Work item - In the entries below, identify every line with the string "through" and copy it.

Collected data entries
-------------------------
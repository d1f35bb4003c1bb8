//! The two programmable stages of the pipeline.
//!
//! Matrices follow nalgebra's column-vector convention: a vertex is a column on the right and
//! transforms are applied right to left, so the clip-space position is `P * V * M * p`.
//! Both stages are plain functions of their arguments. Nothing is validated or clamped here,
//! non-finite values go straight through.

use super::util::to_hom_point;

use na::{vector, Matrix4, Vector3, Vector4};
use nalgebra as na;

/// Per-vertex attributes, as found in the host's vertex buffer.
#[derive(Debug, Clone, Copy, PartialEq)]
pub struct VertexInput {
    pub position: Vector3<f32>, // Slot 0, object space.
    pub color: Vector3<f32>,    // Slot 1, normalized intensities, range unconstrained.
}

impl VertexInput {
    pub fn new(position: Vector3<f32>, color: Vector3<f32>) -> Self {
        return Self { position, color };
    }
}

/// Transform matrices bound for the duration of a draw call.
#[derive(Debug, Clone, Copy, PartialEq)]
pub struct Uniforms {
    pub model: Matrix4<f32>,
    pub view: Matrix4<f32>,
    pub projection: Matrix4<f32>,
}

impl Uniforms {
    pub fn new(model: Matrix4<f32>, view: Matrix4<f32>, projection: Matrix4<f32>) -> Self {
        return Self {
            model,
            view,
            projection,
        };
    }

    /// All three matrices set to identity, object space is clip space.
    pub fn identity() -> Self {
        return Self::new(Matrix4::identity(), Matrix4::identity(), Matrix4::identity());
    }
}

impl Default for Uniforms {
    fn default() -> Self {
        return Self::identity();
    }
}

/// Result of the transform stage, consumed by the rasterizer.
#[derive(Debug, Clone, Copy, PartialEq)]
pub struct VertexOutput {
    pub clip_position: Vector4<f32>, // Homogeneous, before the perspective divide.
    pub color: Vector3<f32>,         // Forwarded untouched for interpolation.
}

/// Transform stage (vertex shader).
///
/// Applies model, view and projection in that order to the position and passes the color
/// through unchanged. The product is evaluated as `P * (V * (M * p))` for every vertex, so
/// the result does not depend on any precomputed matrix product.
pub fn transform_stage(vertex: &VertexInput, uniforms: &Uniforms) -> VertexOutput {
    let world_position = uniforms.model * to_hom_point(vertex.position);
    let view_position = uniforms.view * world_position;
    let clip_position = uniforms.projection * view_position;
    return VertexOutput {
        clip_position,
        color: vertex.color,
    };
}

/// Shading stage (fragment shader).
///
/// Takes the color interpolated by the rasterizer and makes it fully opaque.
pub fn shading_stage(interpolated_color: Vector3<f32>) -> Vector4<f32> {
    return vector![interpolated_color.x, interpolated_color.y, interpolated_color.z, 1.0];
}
-------------------------
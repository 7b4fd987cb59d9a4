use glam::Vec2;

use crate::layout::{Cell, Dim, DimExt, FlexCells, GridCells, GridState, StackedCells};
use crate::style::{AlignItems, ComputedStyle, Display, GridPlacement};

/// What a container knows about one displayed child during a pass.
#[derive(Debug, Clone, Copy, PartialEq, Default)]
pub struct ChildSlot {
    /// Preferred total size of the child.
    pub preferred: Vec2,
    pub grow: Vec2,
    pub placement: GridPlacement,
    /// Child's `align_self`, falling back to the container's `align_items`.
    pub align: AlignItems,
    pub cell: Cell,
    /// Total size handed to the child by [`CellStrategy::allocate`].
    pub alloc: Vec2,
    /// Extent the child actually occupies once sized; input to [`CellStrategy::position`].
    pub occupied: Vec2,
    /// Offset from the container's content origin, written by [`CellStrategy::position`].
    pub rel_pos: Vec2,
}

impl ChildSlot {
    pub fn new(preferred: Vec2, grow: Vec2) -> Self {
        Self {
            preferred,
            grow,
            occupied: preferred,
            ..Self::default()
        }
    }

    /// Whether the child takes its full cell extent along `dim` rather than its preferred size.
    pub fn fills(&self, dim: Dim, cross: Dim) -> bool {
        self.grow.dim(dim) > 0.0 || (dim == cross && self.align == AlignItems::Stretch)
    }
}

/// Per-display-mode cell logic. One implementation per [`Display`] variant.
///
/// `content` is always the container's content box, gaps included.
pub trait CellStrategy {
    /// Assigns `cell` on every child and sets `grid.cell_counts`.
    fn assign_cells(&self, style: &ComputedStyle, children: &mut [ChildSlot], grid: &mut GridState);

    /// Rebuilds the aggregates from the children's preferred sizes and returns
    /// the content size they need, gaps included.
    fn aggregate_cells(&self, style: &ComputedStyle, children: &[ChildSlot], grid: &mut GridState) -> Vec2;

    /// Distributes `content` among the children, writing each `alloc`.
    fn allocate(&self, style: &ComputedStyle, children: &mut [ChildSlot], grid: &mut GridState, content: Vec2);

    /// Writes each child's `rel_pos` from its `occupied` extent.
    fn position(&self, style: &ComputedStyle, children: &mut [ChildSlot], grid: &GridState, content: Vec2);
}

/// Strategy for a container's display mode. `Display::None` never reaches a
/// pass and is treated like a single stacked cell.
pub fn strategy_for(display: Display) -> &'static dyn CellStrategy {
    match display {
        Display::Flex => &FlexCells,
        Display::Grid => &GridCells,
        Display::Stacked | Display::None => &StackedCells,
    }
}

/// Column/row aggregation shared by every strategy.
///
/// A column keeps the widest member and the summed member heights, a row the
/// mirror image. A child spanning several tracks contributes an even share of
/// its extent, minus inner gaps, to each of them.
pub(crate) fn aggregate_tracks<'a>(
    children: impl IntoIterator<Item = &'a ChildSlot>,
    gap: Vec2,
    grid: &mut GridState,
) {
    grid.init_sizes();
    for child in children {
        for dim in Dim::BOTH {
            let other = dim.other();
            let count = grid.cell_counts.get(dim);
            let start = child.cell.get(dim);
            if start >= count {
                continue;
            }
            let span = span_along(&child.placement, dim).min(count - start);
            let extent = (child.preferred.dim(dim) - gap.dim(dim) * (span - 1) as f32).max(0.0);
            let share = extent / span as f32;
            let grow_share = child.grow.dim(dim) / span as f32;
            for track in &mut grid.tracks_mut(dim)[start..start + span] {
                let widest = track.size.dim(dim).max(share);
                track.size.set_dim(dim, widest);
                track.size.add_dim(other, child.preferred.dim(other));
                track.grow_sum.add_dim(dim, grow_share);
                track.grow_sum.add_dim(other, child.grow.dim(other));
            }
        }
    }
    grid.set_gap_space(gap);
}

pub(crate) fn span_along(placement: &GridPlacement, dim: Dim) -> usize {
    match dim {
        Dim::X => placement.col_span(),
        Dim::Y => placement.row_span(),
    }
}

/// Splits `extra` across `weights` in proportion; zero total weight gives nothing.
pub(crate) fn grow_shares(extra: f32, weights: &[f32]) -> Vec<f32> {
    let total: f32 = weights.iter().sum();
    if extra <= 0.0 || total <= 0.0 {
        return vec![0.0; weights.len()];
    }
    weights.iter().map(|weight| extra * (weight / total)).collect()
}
-------------------------
Task response -
//! non-finite values go straight through.
/// through unchanged. The product is evaluated as `P * (V * (M * p))` for every vertex, so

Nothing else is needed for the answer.